◆ Work to be completed: Work through the data below and copy out every line where "match" is found.
───── Extracted material ─────
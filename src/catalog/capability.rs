//! Capability records and qualified naming.

use serde::{Deserialize, Serialize};

use crate::backend::types::ToolDefinition;

/// Separator between backend id and local name in a qualified name.
///
/// Backend ids may not contain it; config validation rejects them.
pub const QUALIFIED_NAME_SEPARATOR: &str = "::";

/// One invocable procedure exposed by a backend.
#[derive(Debug, Clone, PartialEq, Serialize, Deserialize)]
pub struct Capability {
    /// `backend_id::local_name`, unique across the catalog.
    pub qualified_name: String,
    /// Name the backend itself knows the capability by.
    pub local_name: String,
    pub backend_id: String,
    pub description: String,
    pub input_schema: serde_json::Value,
    /// Text used for semantic ranking.
    pub semantic_descriptor: String,
}

impl Capability {
    /// Build a capability from a backend's tool definition.
    pub fn from_tool(backend_id: &str, tool: ToolDefinition) -> Self {
        let semantic_descriptor =
            semantic_descriptor(backend_id, &tool.name, &tool.description, &tool.input_schema);
        Self {
            qualified_name: qualify(backend_id, &tool.name),
            local_name: tool.name,
            backend_id: backend_id.to_string(),
            description: tool.description,
            input_schema: tool.input_schema,
            semantic_descriptor,
        }
    }

    /// The consumer-facing tool definition (qualified name, description,
    /// input schema).
    pub fn to_tool_definition(&self) -> ToolDefinition {
        ToolDefinition {
            name: self.qualified_name.clone(),
            description: self.description.clone(),
            input_schema: self.input_schema.clone(),
        }
    }
}

/// Join a backend id and local name into a qualified name.
pub fn qualify(backend_id: &str, local_name: &str) -> String {
    format!("{backend_id}{QUALIFIED_NAME_SEPARATOR}{local_name}")
}

/// Split a qualified name at the first separator.
///
/// Returns `None` when the separator is missing or either side is empty.
/// Local names may themselves contain the separator.
pub fn split_qualified(qualified_name: &str) -> Option<(&str, &str)> {
    let (backend, local) = qualified_name.split_once(QUALIFIED_NAME_SEPARATOR)?;
    if backend.is_empty() || local.is_empty() {
        return None;
    }
    Some((backend, local))
}

// ─── Semantic Descriptor ─────────────────────────────────────────────────────

/// Verbs worth surfacing as keywords when they appear in a description.
const ACTION_WORDS: &[&str] = &[
    "create", "read", "write", "update", "delete", "get", "set", "list", "search", "find",
    "execute", "run", "send", "receive", "fetch", "upload", "download", "generate", "analyze",
    "process", "transform",
];

/// `(trigger words in the name, use case)` pairs.
const USE_CASES: &[(&[&str], &str)] = &[
    (&["file", "read", "write", "dir"], "working with files or directories"),
    (&["git", "commit", "branch", "repo"], "managing version control or repositories"),
    (&["web", "http", "api", "request"], "making web requests or API calls"),
    (&["browser", "click", "navigate"], "automating browser interactions"),
    (&["search", "query", "find", "filter"], "searching or querying data"),
    (&["send", "email", "message", "notify"], "sending messages or notifications"),
];

/// Build the multi-line text a capability is ranked by.
///
/// ```text
/// Tool: read_file
/// Source: fs server
/// Description: Read a file from disk
/// Parameters:
/// - path (string): Absolute path
/// Keywords: file, read
/// Use when: working with files or directories
/// ```
pub fn semantic_descriptor(
    backend_id: &str,
    local_name: &str,
    description: &str,
    input_schema: &serde_json::Value,
) -> String {
    let mut lines = vec![
        format!("Tool: {local_name}"),
        format!("Source: {backend_id} server"),
        format!("Description: {description}"),
    ];

    if let Some(properties) = input_schema.get("properties").and_then(|p| p.as_object()) {
        if !properties.is_empty() {
            lines.push("Parameters:".to_string());
            for (name, def) in properties {
                let ty = def.get("type").and_then(|t| t.as_str()).unwrap_or("unknown");
                let desc = def
                    .get("description")
                    .and_then(|d| d.as_str())
                    .unwrap_or("No description");
                lines.push(format!("- {name} ({ty}): {desc}"));
            }
        }
    }

    let keywords = keywords(local_name, description);
    if !keywords.is_empty() {
        lines.push(format!("Keywords: {}", keywords.join(", ")));
    }

    let name_lower = local_name.to_lowercase();
    let use_cases: Vec<&str> = USE_CASES
        .iter()
        .filter(|(triggers, _)| triggers.iter().any(|t| name_lower.contains(t)))
        .map(|(_, use_case)| *use_case)
        .collect();
    if !use_cases.is_empty() {
        lines.push(format!("Use when: {}", use_cases.join("; ")));
    }

    lines.join("\n")
}

/// Name parts plus action verbs found in the description, sorted and deduped.
fn keywords(local_name: &str, description: &str) -> Vec<String> {
    let mut words: Vec<String> = local_name
        .to_lowercase()
        .split(|c: char| c == '_' || c == '-' || c == '.' || c.is_whitespace())
        .filter(|w| !w.is_empty())
        .map(str::to_string)
        .collect();

    let description_lower = description.to_lowercase();
    words.extend(
        ACTION_WORDS
            .iter()
            .filter(|w| description_lower.contains(*w))
            .map(|w| w.to_string()),
    );

    words.sort();
    words.dedup();
    words
}
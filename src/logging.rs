//! Tracing setup.
//!
//! Logs go to stderr by default (stdout may be the consumer's JSON-RPC
//! channel), or to a rotating file in a log directory.

use std::path::{Path, PathBuf};
use std::sync::{Arc, Mutex};

use tracing_subscriber::fmt;
use tracing_subscriber::EnvFilter;

/// Filter used when `RUST_LOG` is unset.
pub const DEFAULT_FILTER: &str = "toolgate=info,warn";

/// Log file name inside the log directory.
pub const LOG_FILE_NAME: &str = "toolgate.log";

/// Rotated files kept alongside the live log.
const KEEP_ROTATED: u32 = 3;

#[derive(Debug, Clone, Default)]
pub struct LoggingOptions {
    /// Write to `<dir>/toolgate.log` instead of stderr.
    pub log_dir: Option<PathBuf>,
    /// Emit JSON lines instead of human-readable text.
    pub json: bool,
}

/// Install the global subscriber. Returns the log file path when logging
/// to a file.
///
/// Safe to call more than once; only the first call installs anything.
pub fn init_tracing(options: &LoggingOptions) -> std::io::Result<Option<PathBuf>> {
    let filter =
        EnvFilter::try_from_default_env().unwrap_or_else(|_| EnvFilter::new(DEFAULT_FILTER));

    let log_path = match &options.log_dir {
        Some(dir) => {
            std::fs::create_dir_all(dir)?;
            let path = dir.join(LOG_FILE_NAME);
            rotate_log_file(&path, KEEP_ROTATED);
            Some(path)
        }
        None => None,
    };

    let builder = fmt::fmt()
        .with_env_filter(filter)
        .with_target(true)
        .with_thread_ids(false);

    let installed = match (&log_path, options.json) {
        (Some(path), json) => {
            let file = std::fs::OpenOptions::new()
                .create(true)
                .append(true)
                .open(path)?;
            let writer = FlushingWriter::new(file);
            let builder = builder.with_writer(writer).with_ansi(false);
            if json {
                builder.json().try_init()
            } else {
                builder.try_init()
            }
        }
        (None, true) => builder.with_writer(std::io::stderr).json().try_init(),
        (None, false) => builder.with_writer(std::io::stderr).try_init(),
    };

    if installed.is_ok() {
        tracing::info!(
            version = env!("CARGO_PKG_VERSION"),
            log_file = ?log_path,
            pid = std::process::id(),
            "=== toolgate starting ==="
        );
    }

    Ok(log_path)
}

/// Rotate log files: `toolgate.log` → `.1` → `.2` → … → `.{keep}`.
///
/// Oldest file beyond `keep` is deleted. Missing files in the chain are skipped.
fn rotate_log_file(base_path: &Path, keep: u32) {
    let oldest = format!("{}.{keep}", base_path.display());
    let _ = std::fs::remove_file(&oldest);

    for i in (1..keep).rev() {
        let from = format!("{}.{i}", base_path.display());
        let to = format!("{}.{}", base_path.display(), i + 1);
        let _ = std::fs::rename(&from, &to);
    }

    if base_path.exists() {
        let to = format!("{}.1", base_path.display());
        let _ = std::fs::rename(base_path, &to);
    }
}

/// A file writer that flushes after every write, so each log line is on
/// disk immediately.
#[derive(Clone)]
struct FlushingWriter {
    file: Arc<Mutex<std::fs::File>>,
}

impl FlushingWriter {
    fn new(file: std::fs::File) -> Self {
        Self {
            file: Arc::new(Mutex::new(file)),
        }
    }
}

impl std::io::Write for FlushingWriter {
    fn write(&mut self, buf: &[u8]) -> std::io::Result<usize> {
        let mut f = self
            .file
            .lock()
            .map_err(|e| std::io::Error::other(format!("lock poisoned: {e}")))?;
        let n = std::io::Write::write(&mut *f, buf)?;
        std::io::Write::flush(&mut *f)?;
        Ok(n)
    }

    fn flush(&mut self) -> std::io::Result<()> {
        let mut f = self
            .file
            .lock()
            .map_err(|e| std::io::Error::other(format!("lock poisoned: {e}")))?;
        std::io::Write::flush(&mut *f)
    }
}

impl<'a> fmt::MakeWriter<'a> for FlushingWriter {
    type Writer = FlushingWriter;

    fn make_writer(&'a self) -> Self::Writer {
        self.clone()
    }
}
─────
◆ Your response:
    let log_path = match &options.log_dir {
    let installed = match (&log_path, options.json) {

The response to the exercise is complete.